*Activity*: Write the records below out again. Match them exactly.

*Provided records*:
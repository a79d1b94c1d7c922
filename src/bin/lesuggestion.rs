// lesuggestion binary entry point

#[tokio::main]
async fn main() -> anyhow::Result<()> {
    lesuggestion::cli::main().await
}
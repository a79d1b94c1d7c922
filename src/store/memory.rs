// In-memory document store
//
// Serves canned per-library responses. It performs no matching of its own:
// whatever records a library was seeded with are returned for any query,
// capped at the requested limit.

use super::{DocumentStore, LibrarySummary, MatchRecord, StoreError, StoreResult};
use async_trait::async_trait;
use std::sync::atomic::{AtomicUsize, Ordering};
use std::time::Duration;

#[derive(Debug, Clone)]
enum CannedResponse {
    Records(Vec<MatchRecord>),
    Failure(String),
}

#[derive(Debug, Clone)]
struct CannedLibrary {
    summary: LibrarySummary,
    response: CannedResponse,
    delay: Option<Duration>,
}

/// Document store holding canned responses in listing order
#[derive(Debug, Default)]
pub struct MemoryStore {
    libraries: Vec<CannedLibrary>,
    searches: AtomicUsize,
}

impl MemoryStore {
    /// Create an empty store
    pub fn new() -> Self {
        Self::default()
    }

    /// Add a library answering every search with `records`
    pub fn with_library(mut self, name: impl Into<String>, records: Vec<MatchRecord>) -> Self {
        self.push(name.into(), CannedResponse::Records(records));
        self
    }

    /// Add a library whose searches always fail with `message`
    pub fn with_failing_library(mut self, name: impl Into<String>, message: impl Into<String>) -> Self {
        self.push(name.into(), CannedResponse::Failure(message.into()));
        self
    }

    /// Delay every search of an already added library
    pub fn with_delay(mut self, name: &str, delay: Duration) -> Self {
        if let Some(entry) = self.libraries.iter_mut().find(|l| l.summary.library == name) {
            entry.delay = Some(delay);
        }
        self
    }

    /// Number of `search_store` calls served so far
    pub fn search_count(&self) -> usize {
        self.searches.load(Ordering::SeqCst)
    }

    fn push(&mut self, name: String, response: CannedResponse) {
        self.libraries.retain(|l| l.summary.library != name);
        self.libraries.push(CannedLibrary {
            summary: LibrarySummary::named(name),
            response,
            delay: None,
        });
    }
}

#[async_trait]
impl DocumentStore for MemoryStore {
    async fn list_libraries(&self) -> StoreResult<Vec<LibrarySummary>> {
        Ok(self.libraries.iter().map(|l| l.summary.clone()).collect())
    }

    async fn search_store(
        &self,
        library: &str,
        _version: Option<&str>,
        _query: &str,
        limit: usize,
    ) -> StoreResult<Vec<MatchRecord>> {
        self.searches.fetch_add(1, Ordering::SeqCst);

        let entry = self
            .libraries
            .iter()
            .find(|l| l.summary.library == library)
            .ok_or_else(|| StoreError::LibraryNotFound(library.to_string()))?;

        if let Some(delay) = entry.delay {
            tokio::time::sleep(delay).await;
        }

        match &entry.response {
            CannedResponse::Records(records) => Ok(records.iter().take(limit).cloned().collect()),
            CannedResponse::Failure(message) => Err(StoreError::Backend(message.clone())),
        }
    }
}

*Task response*:
repository a79d1b94c1d7c922
filename src/bin/lesuggestion.rs
// lesuggestion binary entry point

#[tokio::main]
async fn main() -> anyhow::Result<()> {
    lesuggestion::cli::main().await
}
repository a79d1b94c1d7c922
filename src/store/memory.rs
// In-memory document store
//
// Serves canned per-library responses. It performs no matching of its own:
// whatever records a library was seeded with are returned for any query,
// capped at the requested limit.

use super::{DocumentStore, LibrarySummary, MatchRecord, StoreError, StoreResult};
use async_trait::async_trait;
use std::sync::atomic::{AtomicUsize, Ordering};
use std::time::Duration;

#[derive(Debug, Clone)]
enum CannedResponse {
    Records(Vec<MatchRecord>),
    Failure(String),
}

#[derive(Debug, Clone)]
struct CannedLibrary {
    summary: LibrarySummary,
    response: CannedResponse,
    delay: Option<Duration>,
}

/// Document store holding canned responses in listing order
#[derive(Debug, Default)]
pub struct MemoryStore {
    libraries: Vec<CannedLibrary>,
    searches: AtomicUsize,
}

impl MemoryStore {
    /// Create an empty store
    pub fn new() -> Self {
        Self::default()
    }

    /// Add a library answering every search with `records`
    pub fn with_library(mut self, name: impl Into<String>, records: Vec<MatchRecord>) -> Self {
        self.push(name.into(), CannedResponse::Records(records));
        self
    }

    /// Add a library whose searches always fail with `message`
    pub fn with_failing_library(mut self, name: impl Into<String>, message: impl Into<String>) -> Self {
        self.push(name.into(), CannedResponse::Failure(message.into()));
        self
    }

    /// Delay every search of an already added library
    pub fn with_delay(mut self, name: &str, delay: Duration) -> Self {
        if let Some(entry) = self.libraries.iter_mut().find(|l| l.summary.library == name) {
            entry.delay = Some(delay);
        }
        self
    }

    /// Number of `search_store` calls served so far
    pub fn search_count(&self) -> usize {
        self.searches.load(Ordering::SeqCst)
    }

    fn push(&mut self, name: String, response: CannedResponse) {
        self.libraries.retain(|l| l.summary.library != name);
        self.libraries.push(CannedLibrary {
            summary: LibrarySummary::named(name),
            response,
            delay: None,
        });
    }
}

#[async_trait]
impl DocumentStore for MemoryStore {
    async fn list_libraries(&self) -> StoreResult<Vec<LibrarySummary>> {
        Ok(self.libraries.iter().map(|l| l.summary.clone()).collect())
    }

    async fn search_store(
        &self,
        library: &str,
        _version: Option<&str>,
        _query: &str,
        limit: usize,
    ) -> StoreResult<Vec<MatchRecord>> {
        self.searches.fetch_add(1, Ordering::SeqCst);

        let entry = self
            .libraries
            .iter()
            .find(|l| l.summary.library == library)
            .ok_or_else(|| StoreError::LibraryNotFound(library.to_string()))?;

        if let Some(delay) = entry.delay {
            tokio::time::sleep(delay).await;
        }

        match &entry.response {
            CannedResponse::Records(records) => Ok(records.iter().take(limit).cloned().collect()),
            CannedResponse::Failure(message) => Err(StoreError::Backend(message.clone())),
        }
    }
}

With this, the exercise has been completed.